Last week, Petrosen exercised its right to increase its stake to 18%. However, while FAR waived its pre-emption rights on the Cairn-Lukoil deal, Woodside, the operator, has matched the bid, blocking out the Russian company. Following Petrosen’s decision to increase its stake in the project and pending Woodside’s successful acquisition of Cairn’s interest, the working interest of the remaining joint venture partners in the Sangomar exploitation area will be Petrosen 18%, FAR 13.67%, and Woodside 68.33%. The working interest in the remaining RSSD evaluation area – including the FAN and SNE North oil discoveries – will be Petrosen 10%, FAR 15%, and Woodside 75%. The $4.2 billion Sangomar development is expected to start oil production in 2023, through a MODEC-supplied floating production storage and offloading unit.

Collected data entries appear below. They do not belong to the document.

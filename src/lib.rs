//! QUADTRIS - falling blocks, in one direction or four
//!
//! The simulation engine: a board, pieces, scoring and a session state
//! machine driven by discrete actions and a drop timer. Rendering and input
//! capture live in the `quadtris` binary; other front ends can drive the
//! engine through [`game::Game`] and read [`snapshot::Snapshot`]s back.

pub mod board;
pub mod game;
pub mod leaderboard;
pub mod mode;
pub mod piece;
pub mod queue;
pub mod scheduler;
pub mod score;
pub mod settings;
pub mod snapshot;
pub mod tetromino;
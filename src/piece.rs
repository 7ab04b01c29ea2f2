//! Active falling piece logic

use crate::board::{BOARD_WIDTH, Board, Position};
use crate::tetromino::{Shape, TetrominoType};
use rand::Rng;
use serde::{Deserialize, Serialize};

/// The four cardinal directions, used both for single steps and for the
/// travel direction a piece is assigned in quad mode
#[derive(Debug, Clone, Copy, PartialEq, Eq, Hash, Serialize, Deserialize)]
#[serde(rename_all = "UPPERCASE")]
pub enum Direction {
    Up,
    Down,
    Left,
    Right,
}

impl Direction {
    pub fn all() -> [Direction; 4] {
        [
            Direction::Up,
            Direction::Down,
            Direction::Left,
            Direction::Right,
        ]
    }

    /// Uniform choice among the four directions
    pub fn random<R: Rng + ?Sized>(rng: &mut R) -> Self {
        Self::all()[rng.gen_range(0..4)]
    }

    /// (dx, dy) for one step; y grows downward
    pub fn delta(&self) -> (i32, i32) {
        match self {
            Direction::Up => (0, -1),
            Direction::Down => (0, 1),
            Direction::Left => (-1, 0),
            Direction::Right => (1, 0),
        }
    }

    /// Stable slot for per-direction tables
    pub fn index(&self) -> usize {
        match self {
            Direction::Up => 0,
            Direction::Down => 1,
            Direction::Left => 2,
            Direction::Right => 3,
        }
    }

    pub fn name(&self) -> &'static str {
        match self {
            Direction::Up => "UP",
            Direction::Down => "DOWN",
            Direction::Left => "LEFT",
            Direction::Right => "RIGHT",
        }
    }

    pub fn arrow(&self) -> &'static str {
        match self {
            Direction::Up => "▲",
            Direction::Down => "▼",
            Direction::Left => "◀",
            Direction::Right => "▶",
        }
    }
}

/// Result of trying to move a piece one step
#[derive(Debug, Clone, Copy, PartialEq, Eq)]
pub struct MoveOutcome {
    /// The piece after the attempt (unchanged when blocked)
    pub piece: ActivePiece,
    /// Set when a step toward the floor was blocked and the piece must lock
    pub locked: bool,
}

/// An active falling piece
#[derive(Debug, Clone, Copy, PartialEq, Eq)]
pub struct ActivePiece {
    pub kind: TetrominoType,
    /// Board position of the shape matrix's top-left corner
    pub position: Position,
    /// Current orientation
    pub shape: Shape,
    /// Assigned travel direction, only present in quad mode
    pub direction: Option<Direction>,
}

impl ActivePiece {
    /// Place a piece at the standard spawn point: horizontally centered, with
    /// its lowest filled row sitting on row 0.
    pub fn spawn(kind: TetrominoType, shape: Shape) -> Self {
        let bottom = shape.bottom_row().unwrap_or(0) as i32;
        Self {
            kind,
            position: Position::new(BOARD_WIDTH as i32 / 2 - 1, -bottom),
            shape,
            direction: None,
        }
    }

    /// Board coordinates of every filled cell
    pub fn cells(&self) -> impl Iterator<Item = (i32, i32)> + '_ {
        let Position { x, y } = self.position;
        self.shape.offsets().map(move |(dx, dy)| (x + dx, y + dy))
    }

    /// Direction the drop timer moves this piece
    pub fn gravity(&self) -> Direction {
        match self.direction {
            Some(Direction::Up) => Direction::Up,
            _ => Direction::Down,
        }
    }

    /// Whether a player move in `input` has any effect on this piece.
    /// Quad-mode pieces only answer to their own direction.
    pub fn accepts(&self, input: Direction) -> bool {
        self.direction.is_none_or(|assigned| assigned == input)
    }

    /// Try a player move. Ignored inputs come back unchanged and unlocked.
    pub fn try_move(&self, board: &Board, input: Direction) -> MoveOutcome {
        if !self.accepts(input) {
            return MoveOutcome {
                piece: *self,
                locked: false,
            };
        }
        self.step(board, input)
    }

    /// One automatic drop along this piece's gravity
    pub fn fall(&self, board: &Board) -> MoveOutcome {
        self.step(board, self.gravity())
    }

    fn step(&self, board: &Board, direction: Direction) -> MoveOutcome {
        let candidate = self.position.stepped(direction);
        if !board.collides(candidate, &self.shape) {
            return MoveOutcome {
                piece: ActivePiece {
                    position: candidate,
                    ..*self
                },
                locked: false,
            };
        }

        // Sideways bumps are harmless; only a blocked step toward the floor locks
        MoveOutcome {
            piece: *self,
            locked: direction == board.gravity().direction(),
        }
    }

    /// Turn clockwise in place. No kicks: a blocked turn leaves the piece as is.
    pub fn try_rotate(&self, board: &Board) -> ActivePiece {
        let rotated = self.shape.rotated();
        if board.collides(self.position, &rotated) {
            return *self;
        }
        ActivePiece {
            shape: rotated,
            ..*self
        }
    }
}

#[cfg(test)]
mod tests {
    use super::*;
    use crate::board::{BOARD_HEIGHT, Cell, Gravity};

    fn canonical(kind: TetrominoType) -> ActivePiece {
        ActivePiece::spawn(kind, kind.shape())
    }

    #[test]
    fn test_spawn_position() {
        let piece = canonical(TetrominoType::T);
        // Lowest filled row of T is matrix row 1, so it sits on board row 0
        assert_eq!(piece.position, Position::new(4, -1));
        assert_eq!(piece.cells().map(|(_, y)| y).max(), Some(0));
    }

    #[test]
    fn test_spawn_vertical_i_hangs_above_board() {
        let shape = TetrominoType::I.shape().rotated();
        let piece = ActivePiece::spawn(TetrominoType::I, shape);
        assert_eq!(piece.position.y, -3);
        assert_eq!(piece.cells().map(|(_, y)| y).max(), Some(0));
        assert_eq!(piece.cells().map(|(_, y)| y).min(), Some(-3));
    }

    #[test]
    fn test_move_left_and_right() {
        let board = Board::new();
        let piece = canonical(TetrominoType::O);
        let left = piece.try_move(&board, Direction::Left);
        assert_eq!(left.piece.position.x, 3);
        assert!(!left.locked);
        let right = piece.try_move(&board, Direction::Right);
        assert_eq!(right.piece.position.x, 5);
    }

    #[test]
    fn test_sideways_collision_is_ignored() {
        let board = Board::new();
        let mut piece = canonical(TetrominoType::O);
        piece.position.x = 0;
        let outcome = piece.try_move(&board, Direction::Left);
        assert_eq!(outcome.piece, piece);
        assert!(!outcome.locked);
    }

    #[test]
    fn test_down_collision_locks() {
        let board = Board::new();
        let mut piece = canonical(TetrominoType::O);
        piece.position.y = BOARD_HEIGHT as i32 - 2;
        let outcome = piece.try_move(&board, Direction::Down);
        assert!(outcome.locked);
        assert_eq!(outcome.piece, piece);
    }

    #[test]
    fn test_down_onto_stack_locks() {
        let mut board = Board::new();
        board.set(4, 5, Cell::Filled(TetrominoType::Z));
        let mut piece = canonical(TetrominoType::O);
        piece.position.y = 3;
        assert!(piece.try_move(&board, Direction::Down).locked);
    }

    #[test]
    fn test_rotate_succeeds_in_open_space() {
        let board = Board::new();
        let mut piece = canonical(TetrominoType::T);
        piece.position.y = 5;
        let rotated = piece.try_rotate(&board);
        assert_eq!(rotated.shape, piece.shape.rotated());
        assert_eq!(rotated.position, piece.position);
    }

    #[test]
    fn test_rotate_rejected_against_wall() {
        let board = Board::new();
        // Vertical I hugging the left wall: turning would push cells to x = -1
        let shape = TetrominoType::I.shape().rotated();
        let piece = ActivePiece {
            kind: TetrominoType::I,
            position: Position::new(-2, 5),
            shape,
            direction: None,
        };
        assert!(!board.collides(piece.position, &piece.shape));
        assert_eq!(piece.try_rotate(&board), piece);
    }

    #[test]
    fn test_quad_piece_ignores_other_directions() {
        let board = Board::new();
        let mut piece = canonical(TetrominoType::T);
        piece.direction = Some(Direction::Left);
        assert_eq!(piece.try_move(&board, Direction::Right).piece, piece);
        assert_eq!(piece.try_move(&board, Direction::Down).piece, piece);
        let moved = piece.try_move(&board, Direction::Left);
        assert_eq!(moved.piece.position.x, piece.position.x - 1);
    }

    #[test]
    fn test_gravity_follows_assigned_direction() {
        let mut piece = canonical(TetrominoType::T);
        assert_eq!(piece.gravity(), Direction::Down);
        piece.direction = Some(Direction::Right);
        assert_eq!(piece.gravity(), Direction::Down);
        piece.direction = Some(Direction::Up);
        assert_eq!(piece.gravity(), Direction::Up);
    }

    #[test]
    fn test_up_piece_falls_upward_and_locks_at_top() {
        let board = Board::with_gravity(Gravity::Up);
        let piece = ActivePiece {
            kind: TetrominoType::O,
            position: Position::new(4, 1),
            shape: TetrominoType::O.shape(),
            direction: Some(Direction::Up),
        };
        let first = piece.fall(&board);
        assert!(!first.locked);
        assert_eq!(first.piece.position.y, 0);
        let second = first.piece.fall(&board);
        assert!(second.locked);
        assert_eq!(second.piece.position.y, 0);
    }
}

On Thursday, 27 August, oil prices moved down in range-bound trading as one of the most powerful hurricanes to hit the U.S. energy industry appeared to have caused not too worrying damage to oil refineries. Hurricane Laura passed through Texas and Louisiana without lasting disruption to the region’s refineries and pipelines. The U.S. West Texas Intermediate crude futures were down 0.3% at $43.23 a barrel, while Brent crude contract was down 0.6% at $45.90 a barrel at 9:15 AM ET (13:15 GMT). The U.S. Energy Information Administration’s (EIA) weekly report showed a 4.689 million-barrel draw in crude oil inventories against analysts’ forecast of a 3.694 million-barrel draw. The EIA figure followed the 4.5 million-barrel draw announced by the American Petroleum Institute on Tuesday.
Hurricane Laura scored a near-direct hit on refineries located between East Texas and West Louisiana as it made landfall as a Category 4 hurricane before dawn on Thursday. It eventually lost strength and turned into a tropical storm. As of Thursday afternoon, the Bureau of Safety and Environmental Enforcement said 46.2% of the 643 manned platforms in the U.S. Gulf of Mexico, including 307 operating rigs, had been shuttered and workers on them evacuated. Meanwhile, Russian President, H.E. Vladimir Putin dropped a hint that his country would continue with output restraint deals for some time yet, saying that it would be “better if the oil price were a little higher.”